Your objective:
What lines below contain the string "field"? List them all.

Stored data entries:
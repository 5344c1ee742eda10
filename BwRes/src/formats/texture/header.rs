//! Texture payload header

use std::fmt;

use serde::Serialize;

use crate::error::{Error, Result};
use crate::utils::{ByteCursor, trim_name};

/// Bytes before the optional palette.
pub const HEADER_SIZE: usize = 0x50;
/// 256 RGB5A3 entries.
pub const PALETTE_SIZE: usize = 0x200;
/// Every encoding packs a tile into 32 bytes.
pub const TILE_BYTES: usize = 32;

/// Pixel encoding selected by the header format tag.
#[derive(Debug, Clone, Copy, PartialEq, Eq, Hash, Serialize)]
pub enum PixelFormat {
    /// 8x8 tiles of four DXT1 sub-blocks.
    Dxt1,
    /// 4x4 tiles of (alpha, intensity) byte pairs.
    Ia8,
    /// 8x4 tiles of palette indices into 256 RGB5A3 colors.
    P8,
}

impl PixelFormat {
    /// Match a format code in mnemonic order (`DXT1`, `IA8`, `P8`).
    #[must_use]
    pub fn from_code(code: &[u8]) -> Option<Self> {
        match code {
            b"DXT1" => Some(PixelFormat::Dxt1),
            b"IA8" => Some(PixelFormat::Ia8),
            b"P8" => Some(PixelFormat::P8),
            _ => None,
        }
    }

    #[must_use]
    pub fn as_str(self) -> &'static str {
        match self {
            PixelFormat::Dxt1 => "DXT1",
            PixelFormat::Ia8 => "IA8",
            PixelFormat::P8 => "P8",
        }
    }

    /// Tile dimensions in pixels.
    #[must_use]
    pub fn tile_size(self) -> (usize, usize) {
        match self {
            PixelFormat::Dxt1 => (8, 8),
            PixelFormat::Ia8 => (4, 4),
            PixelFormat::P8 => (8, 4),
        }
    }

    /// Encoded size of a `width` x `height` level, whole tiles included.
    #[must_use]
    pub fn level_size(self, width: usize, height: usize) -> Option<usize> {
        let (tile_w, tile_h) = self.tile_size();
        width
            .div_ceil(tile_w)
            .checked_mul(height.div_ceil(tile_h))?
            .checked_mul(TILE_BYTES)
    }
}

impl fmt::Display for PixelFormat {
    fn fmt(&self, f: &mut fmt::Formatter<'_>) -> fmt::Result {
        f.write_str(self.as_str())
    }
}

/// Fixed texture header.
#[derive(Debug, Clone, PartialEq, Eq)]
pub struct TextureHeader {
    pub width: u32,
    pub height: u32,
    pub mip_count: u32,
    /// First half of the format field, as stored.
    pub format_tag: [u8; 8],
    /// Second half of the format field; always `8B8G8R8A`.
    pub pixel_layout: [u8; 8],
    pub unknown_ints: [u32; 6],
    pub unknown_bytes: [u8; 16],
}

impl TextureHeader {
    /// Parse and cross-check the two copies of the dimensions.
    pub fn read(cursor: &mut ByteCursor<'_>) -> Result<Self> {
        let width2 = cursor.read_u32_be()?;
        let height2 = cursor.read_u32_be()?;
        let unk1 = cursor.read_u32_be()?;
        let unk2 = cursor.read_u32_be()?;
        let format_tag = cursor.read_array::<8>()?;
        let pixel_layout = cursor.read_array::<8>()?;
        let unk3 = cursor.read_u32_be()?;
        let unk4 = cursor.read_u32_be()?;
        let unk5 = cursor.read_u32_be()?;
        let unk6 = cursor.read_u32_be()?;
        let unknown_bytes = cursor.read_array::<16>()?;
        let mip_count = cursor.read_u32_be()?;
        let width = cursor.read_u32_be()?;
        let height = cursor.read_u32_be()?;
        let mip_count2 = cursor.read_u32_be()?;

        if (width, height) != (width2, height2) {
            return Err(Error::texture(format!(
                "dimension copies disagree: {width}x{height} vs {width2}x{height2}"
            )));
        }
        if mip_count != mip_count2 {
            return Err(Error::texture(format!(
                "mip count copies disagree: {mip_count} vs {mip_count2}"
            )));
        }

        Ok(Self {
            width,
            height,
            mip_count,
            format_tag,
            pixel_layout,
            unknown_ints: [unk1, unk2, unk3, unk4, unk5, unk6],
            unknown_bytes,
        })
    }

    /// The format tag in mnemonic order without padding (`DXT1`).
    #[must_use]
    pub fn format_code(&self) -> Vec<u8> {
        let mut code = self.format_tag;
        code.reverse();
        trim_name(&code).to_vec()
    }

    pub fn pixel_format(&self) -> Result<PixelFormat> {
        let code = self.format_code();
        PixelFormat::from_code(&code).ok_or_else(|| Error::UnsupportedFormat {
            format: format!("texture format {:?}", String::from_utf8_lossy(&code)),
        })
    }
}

--

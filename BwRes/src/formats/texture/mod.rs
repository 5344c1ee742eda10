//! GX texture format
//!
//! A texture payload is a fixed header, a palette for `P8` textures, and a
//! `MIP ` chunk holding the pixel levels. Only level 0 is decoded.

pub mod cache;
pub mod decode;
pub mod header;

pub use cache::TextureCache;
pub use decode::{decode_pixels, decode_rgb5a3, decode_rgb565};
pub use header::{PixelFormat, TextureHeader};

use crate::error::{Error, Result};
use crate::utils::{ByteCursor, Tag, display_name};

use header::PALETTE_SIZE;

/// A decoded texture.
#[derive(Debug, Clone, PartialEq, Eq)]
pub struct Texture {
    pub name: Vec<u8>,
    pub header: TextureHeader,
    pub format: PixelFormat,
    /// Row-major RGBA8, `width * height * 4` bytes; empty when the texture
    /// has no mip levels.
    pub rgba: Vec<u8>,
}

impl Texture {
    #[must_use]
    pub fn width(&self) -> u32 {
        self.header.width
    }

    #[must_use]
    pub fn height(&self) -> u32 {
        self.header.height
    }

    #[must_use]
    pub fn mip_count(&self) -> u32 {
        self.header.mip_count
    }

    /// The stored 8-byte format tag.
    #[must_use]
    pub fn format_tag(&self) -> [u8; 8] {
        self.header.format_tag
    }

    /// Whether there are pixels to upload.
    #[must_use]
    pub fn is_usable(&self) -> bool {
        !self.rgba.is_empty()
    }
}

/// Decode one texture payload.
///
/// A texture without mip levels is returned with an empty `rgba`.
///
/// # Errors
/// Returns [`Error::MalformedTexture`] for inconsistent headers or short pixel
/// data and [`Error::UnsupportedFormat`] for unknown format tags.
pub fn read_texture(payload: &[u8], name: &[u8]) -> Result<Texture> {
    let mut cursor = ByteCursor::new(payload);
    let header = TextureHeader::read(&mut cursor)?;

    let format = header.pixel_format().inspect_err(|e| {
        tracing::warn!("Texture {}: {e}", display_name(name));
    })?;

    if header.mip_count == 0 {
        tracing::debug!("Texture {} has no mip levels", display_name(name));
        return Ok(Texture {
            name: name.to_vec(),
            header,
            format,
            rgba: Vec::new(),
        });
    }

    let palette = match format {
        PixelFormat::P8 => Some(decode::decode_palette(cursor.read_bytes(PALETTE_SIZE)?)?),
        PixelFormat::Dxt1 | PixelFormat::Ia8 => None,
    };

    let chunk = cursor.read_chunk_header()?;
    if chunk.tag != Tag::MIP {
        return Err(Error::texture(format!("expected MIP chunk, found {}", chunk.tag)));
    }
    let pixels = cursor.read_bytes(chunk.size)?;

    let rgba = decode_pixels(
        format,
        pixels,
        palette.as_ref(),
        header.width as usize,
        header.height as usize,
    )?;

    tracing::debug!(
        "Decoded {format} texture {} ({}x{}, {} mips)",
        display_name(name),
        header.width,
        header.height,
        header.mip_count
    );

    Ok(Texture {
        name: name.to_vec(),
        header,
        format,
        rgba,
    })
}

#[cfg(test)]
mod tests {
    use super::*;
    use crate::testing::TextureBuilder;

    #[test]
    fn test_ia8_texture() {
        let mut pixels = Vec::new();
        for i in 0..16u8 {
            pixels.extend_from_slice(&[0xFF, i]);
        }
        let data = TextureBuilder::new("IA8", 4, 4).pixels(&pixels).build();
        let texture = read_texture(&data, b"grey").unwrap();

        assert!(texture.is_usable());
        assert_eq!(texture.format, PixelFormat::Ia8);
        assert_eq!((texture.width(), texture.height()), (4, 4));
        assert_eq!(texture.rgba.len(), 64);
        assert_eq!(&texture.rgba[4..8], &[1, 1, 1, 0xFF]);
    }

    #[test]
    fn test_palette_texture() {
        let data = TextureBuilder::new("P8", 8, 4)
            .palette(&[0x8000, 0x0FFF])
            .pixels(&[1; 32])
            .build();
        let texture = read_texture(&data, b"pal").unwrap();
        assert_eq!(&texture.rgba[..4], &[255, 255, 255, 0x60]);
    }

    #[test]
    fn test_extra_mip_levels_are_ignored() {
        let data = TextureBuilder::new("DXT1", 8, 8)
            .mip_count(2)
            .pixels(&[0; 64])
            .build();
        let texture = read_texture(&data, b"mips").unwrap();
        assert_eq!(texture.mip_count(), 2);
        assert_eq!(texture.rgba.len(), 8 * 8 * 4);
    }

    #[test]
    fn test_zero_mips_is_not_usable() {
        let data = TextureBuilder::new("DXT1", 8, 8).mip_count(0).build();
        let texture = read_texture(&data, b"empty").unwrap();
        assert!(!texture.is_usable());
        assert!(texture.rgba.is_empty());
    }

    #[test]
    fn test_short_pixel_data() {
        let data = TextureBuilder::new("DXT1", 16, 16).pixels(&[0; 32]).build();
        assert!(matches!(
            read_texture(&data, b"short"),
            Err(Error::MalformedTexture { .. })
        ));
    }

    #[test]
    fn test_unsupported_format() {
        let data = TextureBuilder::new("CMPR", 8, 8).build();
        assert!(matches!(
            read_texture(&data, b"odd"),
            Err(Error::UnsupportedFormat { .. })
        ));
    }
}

Solution:
    /// First half of the format field, as stored.
    /// Second half of the format field; always `8B8G8R8A`.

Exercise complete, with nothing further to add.